Scientific study performs hazard prioritization on chemicals in printing inks and adhesives applied to plastic food packaging; uses publicly available “substances of concern” lists and an in silico tool; identifies 636 high and 1024 medium priority substances of which 696 ranked as “very high priority substances” by experts.
In an article published online on August 9, 2021, in the peer-reviewed journal Food Additives & Contaminants: Part A, Edoardo Galbiati and colleagues from the NutriFOODchem Research Group, Ghent University, Belgium, reported on a hazard prioritization of chemicals used in printing inks and adhesives in plastic food contact materials (FCMs).

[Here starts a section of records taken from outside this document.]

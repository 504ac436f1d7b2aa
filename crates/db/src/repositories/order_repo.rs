//! Repository for the `orders` table and the purchase unit of work.

use nexus_core::ledger::{TransactionKind, ORDER_DELIVERED};
use nexus_core::order_id::generate_order_reference;
use nexus_core::types::DbId;
use sqlx::{PgConnection, PgPool};

use super::WalletRepo;
use crate::models::catalog::CatalogItem;
use crate::models::order::{Order, PurchaseOutcome};
use crate::models::wallet_transaction::CreateWalletTransaction;

/// Column list shared across queries to avoid repetition.
const COLUMNS: &str =
    "id, reference, user_id, catalog_item_id, account_name, price, status, created_at";

/// Provides persistence for purchase orders.
pub struct OrderRepo;

impl OrderRepo {
    /// Debit the item price and record a delivered order, atomically.
    ///
    /// The debit is a conditional update (`balance >= price`), so of two
    /// concurrent purchases that together exceed the balance exactly one
    /// succeeds. On any failure neither the debit nor the order is kept.
    pub async fn purchase(
        pool: &PgPool,
        user_id: DbId,
        item: &CatalogItem,
    ) -> Result<PurchaseOutcome, sqlx::Error> {
        let mut tx = pool.begin().await?;

        let Some(balance) = WalletRepo::debit_if_covered(&mut *tx, user_id, item.price).await?
        else {
            let current = WalletRepo::current_balance(&mut *tx, user_id).await?;
            tx.rollback().await?;
            return Ok(match current {
                Some(balance) => PurchaseOutcome::InsufficientFunds { balance },
                None => PurchaseOutcome::UserNotFound,
            });
        };

        let order = Self::insert(&mut *tx, user_id, item).await?;

        let entry = CreateWalletTransaction {
            kind: TransactionKind::Purchase,
            amount: -item.price,
            description: format!("Purchase of {}", item.name),
            reference: Some(order.reference.clone()),
        };
        WalletRepo::insert_transaction(&mut *tx, user_id, &entry).await?;

        tx.commit().await?;
        Ok(PurchaseOutcome::Completed { order, balance })
    }

    /// List a user's orders, newest first.
    pub async fn list_for_user(pool: &PgPool, user_id: DbId) -> Result<Vec<Order>, sqlx::Error> {
        let query = format!(
            "SELECT {COLUMNS} FROM orders
             WHERE user_id = $1
             ORDER BY created_at DESC, id DESC"
        );
        sqlx::query_as::<_, Order>(&query)
            .bind(user_id)
            .fetch_all(pool)
            .await
    }

    async fn insert(
        conn: &mut PgConnection,
        user_id: DbId,
        item: &CatalogItem,
    ) -> Result<Order, sqlx::Error> {
        let query = format!(
            "INSERT INTO orders (reference, user_id, catalog_item_id, account_name, price, status)
             VALUES ($1, $2, $3, $4, $5, $6)
             RETURNING {COLUMNS}"
        );
        sqlx::query_as::<_, Order>(&query)
            .bind(generate_order_reference())
            .bind(user_id)
            .bind(item.id)
            .bind(&item.name)
            .bind(item.price)
            .bind(ORDER_DELIVERED)
            .fetch_one(conn)
            .await
    }
}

To prioritize hazardous substances, the researchers first compiled an inventory of chemicals intentionally used in printing inks and adhesives of plastic FCMs by reviewing scientific publications and regulatory documents including the Swiss Ordinance Annex 10 on materials and articles in contact with food. Subsequently, they performed several steps to exclude substances not considered relevant such as chemicals without a CAS number, chemicals with a molecular weight above 1000 Dalton, and according to selected criteria based on the Threshold of Toxicological Concern (TTC) concept. For the remaining chemicals, Galbiati et al. performed hazard prioritization by comparing them to the Candidate List of substances of very high concern (SVHC) for authorization under the REACH regulation (FPF reported), to the SIN list (FPF reported), the Rapid Alert System for Food and Feed (RASFF) portal, and a list of substances used in printed paper and board FCMs published by Van Bossuyt et al. (FPF reported). When toxicity data was absent or scarce, the scientists followed the TCC approach to predict the chemical’s toxicity based on the chemicals’ structural information and estimated exposure level. Any of the substances present on the SVHC or SIN lists, in Van Bossuyt et al., in a notification from the RASFF portal, or with a Structural Alert (S.A.) for genotoxic carcinogenicity were considered as high priority. Chemicals classified as Cramer Class III or a S.A. for non-genotoxic carcinogenicity were ranked as medium priority. High and medium priority substances were presented to five experts from industry and academia to gain their opinion whether the chemical is “relevant or not for further investigation with respect to its migration from inks and adhesives used in food contact materials.”